§ **Provided records**

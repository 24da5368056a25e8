//! GATT identifiers, status codes and attribute records.
use core::fmt::Display;

use heapless::Vec;

use crate::config::MAX_ATTR_LEN;
use crate::types::uuid::Uuid;
use crate::Error;

/// Interface id assigned by the stack when the GATT server or client application registers.
#[cfg_attr(feature = "defmt", derive(defmt::Format))]
#[derive(Debug, Clone, Copy, PartialEq, Eq)]
pub struct GattIf(pub u8);

impl GattIf {
    /// No interface registered.
    pub const NONE: Self = Self(0xff);
}

/// Connection id assigned by the stack to an established link.
#[cfg_attr(feature = "defmt", derive(defmt::Format))]
#[derive(Debug, Clone, Copy, PartialEq, Eq)]
pub struct ConnId(pub u16);

/// Status reported by the stack for attribute operations and sent back in server responses.
#[cfg_attr(feature = "defmt", derive(defmt::Format))]
#[derive(Debug, Clone, Copy, PartialEq, Eq)]
pub struct GattStatus {
    value: u8,
}

impl GattStatus {
    /// Success
    pub const OK: Self = Self { value: 0x00 };
    /// Attempted to use a handle that isn't valid on this server
    pub const INVALID_HANDLE: Self = Self { value: 0x01 };
    /// The attribute cannot be read
    pub const READ_NOT_PERMITTED: Self = Self { value: 0x02 };
    /// The attribute cannot be written
    pub const WRITE_NOT_PERMITTED: Self = Self { value: 0x03 };
    /// The attribute requires authentication before it can be read or written
    pub const INSUFFICIENT_AUTHENTICATION: Self = Self { value: 0x05 };
    /// The request is not supported
    pub const REQUEST_NOT_SUPPORTED: Self = Self { value: 0x06 };
    /// Offset specified was past the end of the attribute
    pub const INVALID_OFFSET: Self = Self { value: 0x07 };
    /// Too many prepare writes have been queued
    pub const PREPARE_QUEUE_FULL: Self = Self { value: 0x09 };
    /// No attribute found within the given attribute handle range
    pub const NOT_FOUND: Self = Self { value: 0x0a };
    /// The attribute value length is invalid for the operation
    pub const INVALID_ATTRIBUTE_LENGTH: Self = Self { value: 0x0d };
    /// The stack ran out of resources
    pub const NO_RESOURCES: Self = Self { value: 0x80 };
    /// Internal stack error
    pub const INTERNAL_ERROR: Self = Self { value: 0x81 };
    /// The attribute database is full
    pub const DB_FULL: Self = Self { value: 0x83 };
    /// Generic error
    pub const ERROR: Self = Self { value: 0x85 };
    /// The service was already started
    pub const SERVICE_STARTED: Self = Self { value: 0x8c };

    /// Wrap a raw status code.
    pub const fn new(value: u8) -> Self {
        Self { value }
    }

    /// Raw status code.
    pub const fn raw(&self) -> u8 {
        self.value
    }

    /// True for [`GattStatus::OK`].
    pub const fn is_ok(&self) -> bool {
        self.value == Self::OK.value
    }
}

impl Display for GattStatus {
    fn fmt(&self, f: &mut core::fmt::Formatter<'_>) -> core::fmt::Result {
        match *self {
            Self::OK => f.write_str("ok"),
            Self::INVALID_HANDLE => f.write_str("invalid handle"),
            Self::READ_NOT_PERMITTED => f.write_str("read not permitted"),
            Self::WRITE_NOT_PERMITTED => f.write_str("write not permitted"),
            Self::INSUFFICIENT_AUTHENTICATION => f.write_str("insufficient authentication"),
            Self::REQUEST_NOT_SUPPORTED => f.write_str("request not supported"),
            Self::INVALID_OFFSET => f.write_str("invalid offset"),
            Self::PREPARE_QUEUE_FULL => f.write_str("prepare queue full"),
            Self::NOT_FOUND => f.write_str("attribute not found"),
            Self::INVALID_ATTRIBUTE_LENGTH => f.write_str("invalid attribute value length"),
            Self::NO_RESOURCES => f.write_str("no resources"),
            Self::INTERNAL_ERROR => f.write_str("internal error"),
            Self::DB_FULL => f.write_str("attribute database full"),
            Self::ERROR => f.write_str("error"),
            Self::SERVICE_STARTED => f.write_str("service already started"),
            other => write!(f, "unknown status 0x{:02x}", other.value),
        }
    }
}

/// Attribute access permissions.
#[derive(Debug, Clone, Copy, PartialEq, Eq)]
pub enum AttributePermission {
    /// Readable.
    Read = 1 << 0,
    /// Readable over an encrypted link.
    ReadEncrypted = 1 << 1,
    /// Readable over an encrypted, MITM-protected link.
    ReadEncryptedMitm = 1 << 2,
    /// Writable.
    Write = 1 << 4,
    /// Writable over an encrypted link.
    WriteEncrypted = 1 << 5,
    /// Writable over an encrypted, MITM-protected link.
    WriteEncryptedMitm = 1 << 6,
}

/// Set of [`AttributePermission`]s.
#[cfg_attr(feature = "defmt", derive(defmt::Format))]
#[derive(Debug, Default, Clone, Copy, PartialEq, Eq)]
pub struct AttributePermissions(pub u16);

impl<const T: usize> From<[AttributePermission; T]> for AttributePermissions {
    fn from(perms: [AttributePermission; T]) -> Self {
        let mut val: u16 = 0;
        for perm in perms {
            val |= perm as u16;
        }
        AttributePermissions(val)
    }
}

impl AttributePermissions {
    /// Check if any of the permissions are set.
    pub fn any(&self, perms: &[AttributePermission]) -> bool {
        perms.iter().any(|p| (*p as u16) & self.0 != 0)
    }
}

/// Characteristic properties.
#[derive(Debug, Clone, Copy, PartialEq, Eq)]
pub enum CharacteristicProp {
    /// Broadcast
    Broadcast = 0x01,
    /// Read
    Read = 0x02,
    /// Write without response
    WriteWithoutResponse = 0x04,
    /// Write
    Write = 0x08,
    /// Notify
    Notify = 0x10,
    /// Indicate
    Indicate = 0x20,
    /// Authenticated writes
    AuthenticatedWrite = 0x40,
    /// Extended properties
    Extended = 0x80,
}

/// Set of [`CharacteristicProp`]s.
#[cfg_attr(feature = "defmt", derive(defmt::Format))]
#[derive(Debug, Default, Clone, Copy, PartialEq, Eq)]
pub struct CharacteristicProps(pub u8);

impl<const T: usize> From<[CharacteristicProp; T]> for CharacteristicProps {
    fn from(props: [CharacteristicProp; T]) -> Self {
        let mut val: u8 = 0;
        for prop in props {
            val |= prop as u8;
        }
        CharacteristicProps(val)
    }
}

impl CharacteristicProps {
    /// Check if any of the properties are set.
    pub fn any(&self, props: &[CharacteristicProp]) -> bool {
        props.iter().any(|p| (*p as u8) & self.0 != 0)
    }
}

/// Who answers read and write requests on a created attribute.
#[cfg_attr(feature = "defmt", derive(defmt::Format))]
#[derive(Debug, Clone, Copy, PartialEq, Eq)]
pub enum AttrControl {
    /// The stack answers from its own copy of the value.
    AutoResponse,
    /// Requests are forwarded and answered through `send_response`.
    ResponseByApp,
}

/// Identity of a service to create.
#[cfg_attr(feature = "defmt", derive(defmt::Format))]
#[derive(Debug, Clone, PartialEq, Eq)]
pub struct ServiceId {
    /// Service UUID.
    pub uuid: Uuid,
    /// Instance id, distinguishes services sharing a UUID.
    pub inst_id: u8,
    /// Primary or secondary service.
    pub is_primary: bool,
}

/// A GATT service to create on the local server.
#[cfg_attr(feature = "defmt", derive(defmt::Format))]
#[derive(Debug, Clone, PartialEq, Eq)]
pub struct Service {
    /// Service UUID.
    pub uuid: Uuid,
    /// Number of characteristics that will be added to this service.
    pub num_characteristics: u8,
    /// Number of descriptors that will be added to this service.
    pub num_descriptors: u8,
    /// Handle assigned by the stack, set by `add_service`.
    pub handle: u16,
}

impl Service {
    /// Create a new service description. The handle is assigned when the service is added.
    pub fn new<U: Into<Uuid>>(uuid: U, num_characteristics: u8, num_descriptors: u8) -> Self {
        Self {
            uuid: uuid.into(),
            num_characteristics,
            num_descriptors,
            handle: 0,
        }
    }

    /// Number of attribute handles to reserve for this service.
    ///
    /// One for the service declaration, two per characteristic (declaration and value) and one per
    /// descriptor.
    pub fn num_handles(&self) -> u16 {
        1 + 2 * self.num_characteristics as u16 + self.num_descriptors as u16
    }
}

/// A characteristic to add to a local service.
#[cfg_attr(feature = "defmt", derive(defmt::Format))]
#[derive(Debug, Clone, PartialEq, Eq)]
pub struct Characteristic {
    /// Characteristic UUID.
    pub uuid: Uuid,
    /// Value permissions.
    pub permissions: AttributePermissions,
    /// Characteristic properties.
    pub properties: CharacteristicProps,
    /// Handle of the value attribute, set by `add_characteristic`.
    pub value_handle: u16,
}

impl Characteristic {
    /// Create a new characteristic description.
    pub fn new<U, P, Q>(uuid: U, permissions: P, properties: Q) -> Self
    where
        U: Into<Uuid>,
        P: Into<AttributePermissions>,
        Q: Into<CharacteristicProps>,
    {
        Self {
            uuid: uuid.into(),
            permissions: permissions.into(),
            properties: properties.into(),
            value_handle: 0,
        }
    }
}

/// A descriptor to add to the most recently added characteristic.
#[cfg_attr(feature = "defmt", derive(defmt::Format))]
#[derive(Debug, Clone, PartialEq, Eq)]
pub struct Descriptor {
    /// Descriptor UUID.
    pub uuid: Uuid,
    /// Descriptor permissions.
    pub permissions: AttributePermissions,
    /// Handle assigned by the stack, set by `add_descriptor`.
    pub handle: u16,
}

impl Descriptor {
    /// Create a new descriptor description.
    pub fn new<U: Into<Uuid>, P: Into<AttributePermissions>>(uuid: U, permissions: P) -> Self {
        Self {
            uuid: uuid.into(),
            permissions: permissions.into(),
            handle: 0,
        }
    }
}

/// Attribute value carried in a server response.
#[derive(Debug, Clone, PartialEq, Eq)]
pub struct AttrValue {
    /// Attribute handle.
    pub handle: u16,
    /// Offset of the value, non-zero for prepared writes.
    pub offset: u16,
    /// Value bytes.
    pub value: Vec<u8, MAX_ATTR_LEN>,
}

impl AttrValue {
    /// Copy `value` into a response, failing if it exceeds [`MAX_ATTR_LEN`].
    pub fn new(handle: u16, offset: u16, value: &[u8]) -> Result<Self, Error> {
        let value = Vec::from_slice(value).map_err(|_| Error::PayloadTooLarge {
            len: value.len(),
            max: MAX_ATTR_LEN,
        })?;
        Ok(Self { handle, offset, value })
    }
}

/// Write procedure used by the GATT client.
#[cfg_attr(feature = "defmt", derive(defmt::Format))]
#[derive(Debug, Clone, Copy, PartialEq, Eq)]
pub enum WriteType {
    /// Write request, acknowledged by the server.
    WithResponse,
    /// Write command, not acknowledged.
    WithoutResponse,
}

/// Class of attributes to count in the client's cached view of a peer's database.
#[cfg_attr(feature = "defmt", derive(defmt::Format))]
#[derive(Debug, Clone, Copy, PartialEq, Eq)]
pub enum DbAttrKind {
    /// Every attribute.
    All,
    /// Characteristic attributes only.
    Characteristic,
}

/// Whether a remote handle is a characteristic value or a descriptor.
#[cfg_attr(feature = "defmt", derive(defmt::Format))]
#[derive(Debug, Clone, Copy, PartialEq, Eq)]
pub enum AttributeType {
    /// Characteristic value.
    Characteristic,
    /// Characteristic descriptor.
    Descriptor,
}

/// A characteristic found in a peer's database.
#[cfg_attr(feature = "defmt", derive(defmt::Format))]
#[derive(Debug, Clone, PartialEq, Eq)]
pub struct CharacteristicElement {
    /// Value handle.
    pub char_handle: u16,
    /// Characteristic properties.
    pub properties: CharacteristicProps,
    /// Characteristic UUID.
    pub uuid: Uuid,
}

/// A descriptor found in a peer's database.
#[cfg_attr(feature = "defmt", derive(defmt::Format))]
#[derive(Debug, Clone, PartialEq, Eq)]
pub struct DescriptorElement {
    /// Descriptor handle.
    pub handle: u16,
    /// Descriptor UUID.
    pub uuid: Uuid,
}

§ **Action item**
Please show all lines from the entries that contain the word "properties".

§ **Completed task**
/// Characteristic properties.
    /// Extended properties
    /// Check if any of the properties are set.
    /// Characteristic properties.
    pub properties: CharacteristicProps,
    pub fn new<U, P, Q>(uuid: U, permissions: P, properties: Q) -> Self
            properties: properties.into(),
    /// Characteristic properties.
    pub properties: CharacteristicProps,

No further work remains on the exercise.